Безусловно. Среди прочего, автономия состоит в том, что территория университета не подпадает под юрисдикцию полиции, и та элементарно не может входить в университет. Но в последнее время, в ходе акций протеста против правительственного наступления на университеты, полиция появляется в некоторых из них по приглашению ректоратов.

То есть ректораты оказываются на стороне правительства, а не вузовских коллективов?

Некоторые – да, и особенно ревностно. Во время университетской забастовки и массовых студенческих акций этого года некоторые ректоры не только приглашали полицию для «предотвращения беспорядков», но и нанимали постоянную частную охрану, по своим повадкам очень похожую на российские ЧОПы, охраняющие двери вузов прежде всего от протестующих.
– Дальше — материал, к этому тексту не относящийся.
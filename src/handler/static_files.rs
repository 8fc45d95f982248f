//! Static file serving module
//!
//! A prefix-stripping handler that forwards matched requests to the
//! filesystem. Registered under a subtree pattern like any other
//! capability; the router does not treat it specially.

use crate::error::HandlerError;
use crate::handler::{Handler, HandlerFuture, RequestContext};
use crate::http::{mime, response};
use http_body_util::Full;
use hyper::body::Bytes;
use hyper::Response;
use std::path::{Path, PathBuf};
use tokio::fs;

/// Serves files beneath `root` for paths under `prefix`
pub struct StaticFiles {
    prefix: String,
    root: PathBuf,
}

impl StaticFiles {
    pub fn new(prefix: impl Into<String>, root: impl Into<PathBuf>) -> Self {
        Self {
            prefix: prefix.into(),
            root: root.into(),
        }
    }
}

impl Handler for StaticFiles {
    fn handle(&self, ctx: RequestContext) -> HandlerFuture {
        let prefix = self.prefix.clone();
        let root = self.root.clone();
        Box::pin(async move { serve(&prefix, &root, &ctx.path).await })
    }
}

async fn serve(
    prefix: &str,
    root: &Path,
    path: &str,
) -> Result<Response<Full<Bytes>>, HandlerError> {
    let relative = path
        .strip_prefix(prefix)
        .unwrap_or(path)
        .trim_start_matches('/');

    // An unreadable root is a deployment problem, not a bad request
    let root_canonical = fs::canonicalize(root).await.map_err(HandlerError::server)?;

    // Canonicalize before the containment check so `..` segments and
    // symlinks cannot escape the root
    let Ok(file_path) = fs::canonicalize(root.join(relative)).await else {
        return Err(HandlerError::not_found());
    };
    if !file_path.starts_with(&root_canonical) {
        return Err(HandlerError::not_found());
    }

    let metadata = fs::metadata(&file_path).await.map_err(HandlerError::server)?;
    if metadata.is_dir() {
        return Err(HandlerError::not_found());
    }

    let content = fs::read(&file_path).await.map_err(HandlerError::server)?;
    let content_type = mime::get_content_type(file_path.extension().and_then(|e| e.to_str()));
    Ok(response::file_response(content, content_type))
}
//! Dependency container module
//!
//! The immutable bundle of shared services built once in `main` before the
//! listener starts: the logger sinks and the store handle. It is shared as
//! `Arc<Container>` across every in-flight request and never mutated after
//! construction, so concurrent dispatches read it without locking.
//!
//! The error translator lives here because it needs the error sink: every
//! failure that reaches a handler's boundary is turned into a response by
//! [`Container::translate`], never by ad hoc code near the socket.

use crate::error::HandlerError;
use crate::http;
use crate::logger::Logger;
use crate::store::Store;
use http_body_util::Full;
use hyper::body::Bytes;
use hyper::{Response, StatusCode};
use std::fmt;
use std::panic::Location;
use std::sync::Arc;

/// Immutable bundle of shared services
pub struct Container {
    pub logger: Arc<Logger>,
    pub store: Arc<dyn Store>,
}

impl Container {
    #[must_use]
    pub fn new(logger: Arc<Logger>, store: Arc<dyn Store>) -> Self {
        Self { logger, store }
    }

    /// Turn a handler failure into the response to write
    ///
    /// Server errors pass through [`Self::server_error`], client errors
    /// through [`Self::client_error`]; there is no third path.
    pub fn translate(&self, err: &HandlerError) -> Response<Full<Bytes>> {
        match err {
            HandlerError::Client { status } => self.client_error(*status),
            HandlerError::Server { cause, origin } => self.server_error(cause, origin),
        }
    }

    /// Log an internal failure and answer a generic 500
    ///
    /// Exactly one line goes to the error sink, carrying the cause and the
    /// call site that raised it. The response body is only the standard
    /// status text; internal detail never leaks to the client.
    pub fn server_error(
        &self,
        cause: &dyn fmt::Display,
        origin: &Location<'_>,
    ) -> Response<Full<Bytes>> {
        self.logger.error(&format!("{cause} (at {origin})"));
        http::status_response(StatusCode::INTERNAL_SERVER_ERROR)
    }

    /// Answer a client error with its standard status text
    ///
    /// Client errors are not operational failures; nothing is logged.
    pub fn client_error(&self, status: StatusCode) -> Response<Full<Bytes>> {
        http::status_response(status)
    }

    /// Convenience alias for `client_error(404)`
    pub fn not_found(&self) -> Response<Full<Bytes>> {
        self.client_error(StatusCode::NOT_FOUND)
    }
}

#[cfg(test)]
mod tests {
    use super::*;
    use crate::store::MemStore;
    use http_body_util::BodyExt;

    struct Sinks {
        app: Container,
        error_path: std::path::PathBuf,
        _dir: tempfile::TempDir,
    }

    fn container_with_sinks() -> Sinks {
        let dir = tempfile::tempdir().unwrap();
        let info_path = dir.path().join("info.log");
        let error_path = dir.path().join("error.log");
        let logger = Logger::open(info_path.to_str(), error_path.to_str()).unwrap();
        let app = Container::new(Arc::new(logger), Arc::new(MemStore::new()));
        Sinks {
            app,
            error_path,
            _dir: dir,
        }
    }

    fn error_lines(path: &std::path::Path) -> usize {
        std::fs::read_to_string(path)
            .map(|s| s.lines().count())
            .unwrap_or(0)
    }

    async fn body_text(resp: Response<Full<Bytes>>) -> String {
        let body = resp.into_body().collect().await.unwrap().to_bytes();
        String::from_utf8(body.to_vec()).unwrap()
    }

    #[tokio::test]
    async fn test_server_error_logs_one_line_and_hides_detail() {
        let sinks = container_with_sinks();
        let err = HandlerError::server(std::io::Error::other("store connection lost"));

        let resp = sinks.app.translate(&err);
        assert_eq!(resp.status(), StatusCode::INTERNAL_SERVER_ERROR);
        assert_eq!(body_text(resp).await, "Internal Server Error");

        assert_eq!(error_lines(&sinks.error_path), 1);
        let line = std::fs::read_to_string(&sinks.error_path).unwrap();
        assert!(line.contains("store connection lost"));
        assert!(line.contains("container.rs"));
    }

    #[tokio::test]
    async fn test_client_error_has_status_text_body_and_no_log() {
        let sinks = container_with_sinks();

        let resp = sinks.app.client_error(StatusCode::METHOD_NOT_ALLOWED);
        assert_eq!(resp.status(), StatusCode::METHOD_NOT_ALLOWED);
        assert_eq!(body_text(resp).await, "Method Not Allowed");

        assert_eq!(error_lines(&sinks.error_path), 0);
    }

    #[tokio::test]
    async fn test_not_found_alias() {
        let sinks = container_with_sinks();

        let resp = sinks.app.not_found();
        assert_eq!(resp.status(), StatusCode::NOT_FOUND);
        assert_eq!(body_text(resp).await, "Not Found");
        assert_eq!(error_lines(&sinks.error_path), 0);
    }

    #[tokio::test]
    async fn test_translate_routes_client_errors_silently() {
        let sinks = container_with_sinks();
        let err = HandlerError::client(StatusCode::BAD_REQUEST);

        let resp = sinks.app.translate(&err);
        assert_eq!(resp.status(), StatusCode::BAD_REQUEST);
        assert_eq!(error_lines(&sinks.error_path), 0);
    }
}
//! Request routing dispatch module
//!
//! Maps URL patterns to handler capabilities and selects exactly one per
//! request. Patterns ending in `/` are subtree patterns covering every
//! path beneath them; all others match exactly. The route table is built
//! at startup and read-only afterwards, so dispatch needs no locking.

use crate::error::{HandlerError, RouterError};
use crate::handler::{Handler, HandlerFuture, RequestContext};
use crate::http;
use std::collections::{BTreeMap, HashMap};
use std::sync::Arc;

/// Pattern-to-handler dispatch table
///
/// A `Router` is itself a [`Handler`], so one can be mounted inside
/// another like any other capability.
pub struct Router {
    exact: HashMap<String, Arc<dyn Handler>>,
    subtree: BTreeMap<String, Arc<dyn Handler>>,
}

/// What dispatch decided to do with a path
enum Resolution {
    Handler(Arc<dyn Handler>),
    Redirect(String),
    NotFound,
}

impl Router {
    #[must_use]
    pub fn new() -> Self {
        Self {
            exact: HashMap::new(),
            subtree: BTreeMap::new(),
        }
    }

    /// Add a route entry
    ///
    /// Malformed patterns and duplicates of an already registered pattern
    /// are rejected here, never at dispatch time.
    pub fn register(
        &mut self,
        pattern: &str,
        handler: Arc<dyn Handler>,
    ) -> Result<(), RouterError> {
        if pattern.is_empty() {
            return Err(RouterError::EmptyPattern);
        }
        if !pattern.starts_with('/') {
            return Err(RouterError::RelativePattern(pattern.to_string()));
        }

        if pattern.ends_with('/') {
            if self.subtree.contains_key(pattern) {
                return Err(RouterError::DuplicatePattern(pattern.to_string()));
            }
            self.subtree.insert(pattern.to_string(), handler);
        } else {
            if self.exact.contains_key(pattern) {
                return Err(RouterError::DuplicatePattern(pattern.to_string()));
            }
            self.exact.insert(pattern.to_string(), handler);
        }
        Ok(())
    }

    /// Select the best-matching entry and invoke its handler
    ///
    /// A miss is a normal terminal outcome: it surfaces as a 404 client
    /// error and is never logged as an operational failure.
    pub fn dispatch(&self, ctx: RequestContext) -> HandlerFuture {
        match self.resolve(&ctx.path) {
            Resolution::Handler(handler) => handler.handle(ctx),
            Resolution::Redirect(location) => {
                Box::pin(async move { Ok(http::redirect(&location)) })
            }
            Resolution::NotFound => Box::pin(async { Err(HandlerError::not_found()) }),
        }
    }

    /// Matching order: exact entry, then the trailing-slash redirect for a
    /// registered subtree, then the longest subtree prefix. The redirect
    /// check runs before prefix matching so a shorter subtree (such as
    /// `/`) cannot shadow the normalization.
    fn resolve(&self, path: &str) -> Resolution {
        if let Some(handler) = self.exact.get(path) {
            return Resolution::Handler(Arc::clone(handler));
        }

        let normalized = format!("{path}/");
        if self.subtree.contains_key(&normalized) {
            return Resolution::Redirect(normalized);
        }

        self.subtree
            .iter()
            .filter(|(pattern, _)| path.starts_with(pattern.as_str()))
            .max_by_key(|(pattern, _)| pattern.len())
            .map_or(Resolution::NotFound, |(_, handler)| {
                Resolution::Handler(Arc::clone(handler))
            })
    }
}

impl Default for Router {
    fn default() -> Self {
        Self::new()
    }
}

impl Handler for Router {
    fn handle(&self, ctx: RequestContext) -> HandlerFuture {
        self.dispatch(ctx)
    }
}
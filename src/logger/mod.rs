//! Logger module
//!
//! Two independent append-only sinks, info and error, owned by whoever
//! constructs the [`Logger`]. The binary builds exactly one at startup and
//! places it in the dependency container; nothing is looked up from global
//! scope. Every event is one self-contained, timestamped line.

pub mod writer;

use writer::LogTarget;

use chrono::Local;
use std::io;

/// Timestamped two-sink logger
pub struct Logger {
    info: LogTarget,
    error: LogTarget,
}

impl Logger {
    /// Open the configured sinks. A missing path means the corresponding
    /// standard stream (stdout for info, stderr for error).
    pub fn open(info_log_file: Option<&str>, error_log_file: Option<&str>) -> io::Result<Self> {
        Ok(Self {
            info: LogTarget::open(info_log_file, LogTarget::Stdout)?,
            error: LogTarget::open(error_log_file, LogTarget::Stderr)?,
        })
    }

    /// Logger writing to stdout/stderr, for startup fallback and tests
    #[must_use]
    pub const fn stdio() -> Self {
        Self {
            info: LogTarget::Stdout,
            error: LogTarget::Stderr,
        }
    }

    /// Append one line to the info sink
    pub fn info(&self, message: &str) {
        self.info.write_line(&format_line("INFO", message));
    }

    /// Append one line to the error sink
    pub fn error(&self, message: &str) {
        self.error.write_line(&format_line("ERROR", message));
    }
}

/// Format a single log line with a local timestamp
fn format_line(level: &str, message: &str) -> String {
    format!(
        "{} [{level}] {message}",
        Local::now().format("%Y-%m-%d %H:%M:%S%.3f")
    )
}
//! Request handler module
//!
//! Defines the handler capability every unit of request-handling logic
//! satisfies, the adapter that lets a bare async function participate in
//! dispatch, and the per-request context handlers read from. The router
//! and the static file server are handlers themselves.

pub mod pages;
pub mod router;
pub mod static_files;

pub use router::Router;
pub use static_files::StaticFiles;

use crate::error::HandlerError;
use http_body_util::{BodyExt, Full};
use hyper::body::{Bytes, Incoming};
use hyper::{HeaderMap, Method, Request, Response};
use std::collections::HashMap;
use std::future::Future;
use std::pin::Pin;

/// Outcome of handling one request
pub type HandlerResult = Result<Response<Full<Bytes>>, HandlerError>;

/// Boxed future produced by a handler invocation
pub type HandlerFuture = Pin<Box<dyn Future<Output = HandlerResult> + Send>>;

/// Anything that can answer a request
///
/// Implementors must be shareable across concurrent dispatches; the route
/// table hands out `Arc<dyn Handler>` and never locks.
pub trait Handler: Send + Sync {
    fn handle(&self, ctx: RequestContext) -> HandlerFuture;
}

/// Adapter wrapping a bare async function as a [`Handler`]
///
/// Invoking the capability through the adapter is identical to calling the
/// function directly; the adapter only boxes the returned future.
pub struct HandlerFn<F> {
    f: F,
}

/// Wrap an async function or closure so it can be registered like any
/// stateful handler object
pub fn handler_fn<F, Fut>(f: F) -> HandlerFn<F>
where
    F: Fn(RequestContext) -> Fut + Send + Sync,
    Fut: Future<Output = HandlerResult> + Send + 'static,
{
    HandlerFn { f }
}

impl<F, Fut> Handler for HandlerFn<F>
where
    F: Fn(RequestContext) -> Fut + Send + Sync,
    Fut: Future<Output = HandlerResult> + Send + 'static,
{
    fn handle(&self, ctx: RequestContext) -> HandlerFuture {
        Box::pin((self.f)(ctx))
    }
}

/// Read-only snapshot of one incoming request
///
/// Built once per dispatch and dropped when the response is written; no
/// handler keeps it beyond its own invocation.
pub struct RequestContext {
    pub method: Method,
    pub path: String,
    pub query: HashMap<String, String>,
    pub headers: HeaderMap,
    pub body: Bytes,
}

impl RequestContext {
    /// Build a context from a hyper request, collecting the body
    pub async fn from_request(req: Request<Incoming>) -> Result<Self, HandlerError> {
        let (parts, body) = req.into_parts();
        let body = body
            .collect()
            .await
            .map_err(HandlerError::server)?
            .to_bytes();
        let query = parts.uri.query().map_or_else(HashMap::new, parse_query);
        Ok(Self {
            method: parts.method,
            path: parts.uri.path().to_string(),
            query,
            headers: parts.headers,
            body,
        })
    }

    /// Build a bodyless context from a method and a target such as
    /// `/snippet/view?id=1`
    #[must_use]
    pub fn new(method: Method, target: &str) -> Self {
        let (path, query) = match target.split_once('?') {
            Some((path, query)) => (path, parse_query(query)),
            None => (target, HashMap::new()),
        };
        Self {
            method,
            path: path.to_string(),
            query,
            headers: HeaderMap::new(),
            body: Bytes::new(),
        }
    }
}

/// Parse a query string into key/value pairs
///
/// Later duplicates win; empty keys and pairs without a value are dropped.
fn parse_query(query: &str) -> HashMap<String, String> {
    query
        .split('&')
        .filter_map(|pair| pair.split_once('='))
        .filter(|(key, _)| !key.is_empty())
        .map(|(key, value)| (key.to_string(), value.to_string()))
        .collect()
}

#[cfg(test)]
mod tests {
    use super::*;
    use crate::http;
    use hyper::StatusCode;

    async fn greet(_ctx: RequestContext) -> HandlerResult {
        Ok(http::html("hello".to_string()))
    }

    #[tokio::test]
    async fn test_adapter_matches_direct_call() {
        let direct = greet(RequestContext::new(Method::GET, "/")).await.unwrap();

        let adapted = handler_fn(greet);
        let through_adapter = adapted
            .handle(RequestContext::new(Method::GET, "/"))
            .await
            .unwrap();

        assert_eq!(direct.status(), through_adapter.status());
        assert_eq!(
            direct.headers()["Content-Length"],
            through_adapter.headers()["Content-Length"]
        );
    }

    #[tokio::test]
    async fn test_closure_adapter() {
        let handler = handler_fn(|ctx: RequestContext| async move {
            if ctx.method == Method::GET {
                Ok(http::html("ok".to_string()))
            } else {
                Err(HandlerError::client(StatusCode::METHOD_NOT_ALLOWED))
            }
        });

        let resp = handler
            .handle(RequestContext::new(Method::GET, "/"))
            .await
            .unwrap();
        assert_eq!(resp.status(), StatusCode::OK);

        let err = handler
            .handle(RequestContext::new(Method::POST, "/"))
            .await
            .unwrap_err();
        assert!(
            matches!(err, HandlerError::Client { status } if status == StatusCode::METHOD_NOT_ALLOWED)
        );
    }

    #[test]
    fn test_parse_query_pairs() {
        let query = parse_query("id=7&title=old%20pond");
        assert_eq!(query["id"], "7");
        assert_eq!(query["title"], "old%20pond");
    }

    #[test]
    fn test_parse_query_drops_malformed_pairs() {
        let query = parse_query("id=1&&novalue&=orphan");
        assert_eq!(query.len(), 1);
        assert_eq!(query["id"], "1");
    }

    #[test]
    fn test_context_from_target() {
        let ctx = RequestContext::new(Method::GET, "/snippet/view?id=3");
        assert_eq!(ctx.path, "/snippet/view");
        assert_eq!(ctx.query["id"], "3");

        let ctx = RequestContext::new(Method::GET, "/plain");
        assert_eq!(ctx.path, "/plain");
        assert!(ctx.query.is_empty());
    }
}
Они отслеживали наиболее активных студентов, сообщая о тех в ректорат и полицию, могли не пустить преподавателя в здание или избить студента из другого вуза, присоединившегося к коллегам.

Насколько велика во Франции автономия университетов и насколько ее сокращают в последнее время?

Это больной вопрос для французского образования, потому что до недавнего времени, когда вузы управлялись коллективами преподавателей, администрация набиралась на время из самих преподавателей, а студенческие организации, включая профсоюзы, были серьезной публичной силой, автономия университетов была достаточно высокой – в смысле управления процессом и результатами интеллектуального производства в своих стенах.

Последние годы, особенно начиная с 2007 года, были отмечены официальными попытками сократить интеллектуальную автономию университета за счет наделения его автономией коммерческой. В 2007 году был принят закон, который по смыслу аналогичен российскому закону об автономных учреждениях: согласно ему вузам предоставляется и даже вменяется большая степень экономической свободы и ответственности. Появление этого закона было продиктовано попытками сократить государственную поддержку «недоходного сектора» и сделать университеты самоокупаемыми предприятиями. Иными словами, была всерьез предпринята столь знакомая нам еще по началу 1990-х попытка переопределить смысл понятий автономии и свободы с интеллектуального на экономический. В рамках такой лукавой автономии власть в университете предполагается передать ректорам и административным органам университетов, для повышения эффективности управления. Несмотря на решительное сопротивление университетского сообщества, это по-прежнему составляет один из ключевых пунктов образовательной реформы.

Текущие образовательные дебаты во Франции во многом определяются коллизией этих двух смыслов автономии. Понимаемой слева автономии самоуправляемого коллектива. И понимаемой справа, со стороны неоконсерваторов, автономии коммерческого предприятия, свободно продающего свои услуги.